Q. Can you try to get one more solution?


During the week 12-19 Feb 2021, contributions came from Simon Cavegn, Paul Cleary


Simon wrote:

Found no more than the known solution.
Checked range: Added first 470'000 squared triangle numbers to first 10'000'000 squared triangle numbers, and could not find another solution.
First create an Array and a HashSet of the first 10'000'000 squared triangle numbers.
Then multithreaded loops to sum up each two of them: c_square = a_square + b_square.
Then check all the conditions c_square has to fulfill.
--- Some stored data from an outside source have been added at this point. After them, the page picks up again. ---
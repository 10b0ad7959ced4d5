//! In-memory task store implementation.

use std::sync::Arc;

use async_trait::async_trait;
use tokio::sync::{Mutex, watch};
use tracing::debug;

use crate::domain::{StoreEvent, Task, TaskDraft, TaskId};
use crate::error::TaskDeckError;
use crate::store::{Applied, TaskStore};
use crate::validate::{DraftValidator, Validate};

/// In-memory store state.
///
/// Design:
/// - This is the single source of truth for the collection.
/// - `tasks` is a Vec on purpose: insertion order is the display order, and
///   id lookup over a list this size does not justify an index.
struct StoreState {
    tasks: Vec<Task>,

    /// Applied mutations, oldest first (observability).
    events: Vec<StoreEvent>,
}

impl StoreState {
    fn new() -> Self {
        Self {
            tasks: Vec::new(),
            events: Vec::new(),
        }
    }

    /// Next id to assign: `max(existing ids) + 1`, or 1 when empty.
    ///
    /// Deleting the highest task makes its id reusable; earlier gaps are
    /// never refilled.
    fn next_id(&self) -> TaskId {
        let max = self.tasks.iter().map(|t| t.id.value()).max().unwrap_or(0);
        TaskId::new(max + 1)
    }

    fn create(&mut self, draft: TaskDraft) -> Task {
        let task = Task::from_draft(self.next_id(), draft);
        self.tasks.push(task.clone());
        self.events.push(StoreEvent::Created { id: task.id });
        task
    }

    fn update(&mut self, incoming: &Task) -> Applied {
        match self.tasks.iter_mut().find(|t| t.id == incoming.id) {
            Some(existing) => {
                existing.apply_update(incoming);
                self.events.push(StoreEvent::Updated { id: incoming.id });
                Applied::Applied
            }
            None => Applied::NotFound,
        }
    }

    fn delete(&mut self, id: TaskId) -> Applied {
        match self.tasks.iter().position(|t| t.id == id) {
            Some(index) => {
                self.tasks.remove(index);
                self.events.push(StoreEvent::Deleted { id });
                Applied::Applied
            }
            None => Applied::NotFound,
        }
    }
}

/// In-memory task store.
///
/// Design:
/// - `StoreState` lives behind a tokio `Mutex`; each mutation runs to
///   completion under one lock acquisition.
/// - Publication goes through a `watch` channel carrying the full collection.
///   The snapshot is cloned while the lock is held and sent after it is
///   released, so subscribers always receive a fully applied collection.
pub struct InMemoryTaskStore {
    state: Arc<Mutex<StoreState>>,
    validator: Arc<dyn Validate>,
    snapshot_tx: watch::Sender<Vec<Task>>,
}

impl InMemoryTaskStore {
    pub fn new() -> Self {
        Self::with_validator(Arc::new(DraftValidator))
    }

    /// Swap the validator seam (tests, alternate rule sets).
    pub fn with_validator(validator: Arc<dyn Validate>) -> Self {
        let (snapshot_tx, _) = watch::channel(Vec::new());
        Self {
            state: Arc::new(Mutex::new(StoreState::new())),
            validator,
            snapshot_tx,
        }
    }

    /// Applied mutations so far, oldest first.
    pub async fn events(&self) -> Vec<StoreEvent> {
        self.state.lock().await.events.clone()
    }

    fn publish(&self, snapshot: Vec<Task>) {
        // send_replace never fails: the store publishes even before the
        // first subscriber shows up.
        self.snapshot_tx.send_replace(snapshot);
    }
}

impl Default for InMemoryTaskStore {
    fn default() -> Self {
        Self::new()
    }
}

#[async_trait]
impl TaskStore for InMemoryTaskStore {
    async fn create(&self, draft: TaskDraft) -> Result<Task, TaskDeckError> {
        // Reject before touching state: a failed create publishes nothing.
        self.validator.validate(&draft)?;

        let (task, snapshot) = {
            let mut state = self.state.lock().await;
            let task = state.create(draft);
            (task, state.tasks.clone())
        };

        debug!(id = %task.id, name = %task.name, "task created");
        self.publish(snapshot);
        Ok(task)
    }

    async fn update(&self, task: Task) -> Result<Applied, TaskDeckError> {
        // Edit cells enforce the same patterns as the create form.
        self.validator.validate(&task.as_draft())?;

        let (applied, snapshot) = {
            let mut state = self.state.lock().await;
            let applied = state.update(&task);
            (applied, state.tasks.clone())
        };

        match applied {
            Applied::Applied => {
                debug!(id = %task.id, "task updated");
                self.publish(snapshot);
            }
            Applied::NotFound => debug!(id = %task.id, "update target not found"),
        }
        Ok(applied)
    }

    async fn delete(&self, id: TaskId) -> Result<Applied, TaskDeckError> {
        let (applied, snapshot) = {
            let mut state = self.state.lock().await;
            let applied = state.delete(id);
            (applied, state.tasks.clone())
        };

        match applied {
            Applied::Applied => {
                debug!(id = %id, "task deleted");
                self.publish(snapshot);
            }
            Applied::NotFound => debug!(id = %id, "delete target not found"),
        }
        Ok(applied)
    }

    async fn list(&self) -> Vec<Task> {
        self.state.lock().await.tasks.clone()
    }

    fn subscribe(&self) -> watch::Receiver<Vec<Task>> {
        self.snapshot_tx.subscribe()
    }
}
The order of the checks matters to optimize speed.
First check is a very fast way to rule out most of cases when c_square cannot be a square number:
if ((0x202021202030213L & (1L << (int)(csquare & 63))) > 0)
The constant encodes all possible ways of the last 6 bits of square numbers.
Then do slower checks e.g. if c_square is in the HashSet of triangle numbers, and if c_square is a square number.


Paul wrote:

I wasn't able to find another solution where all 3 sides of the triangle were triangular numbers, I searched for the short leg of the triangle <= 1354895857440.


I did however find all solutions where the short leg and one of the two other sides were triangular.  See attached text file.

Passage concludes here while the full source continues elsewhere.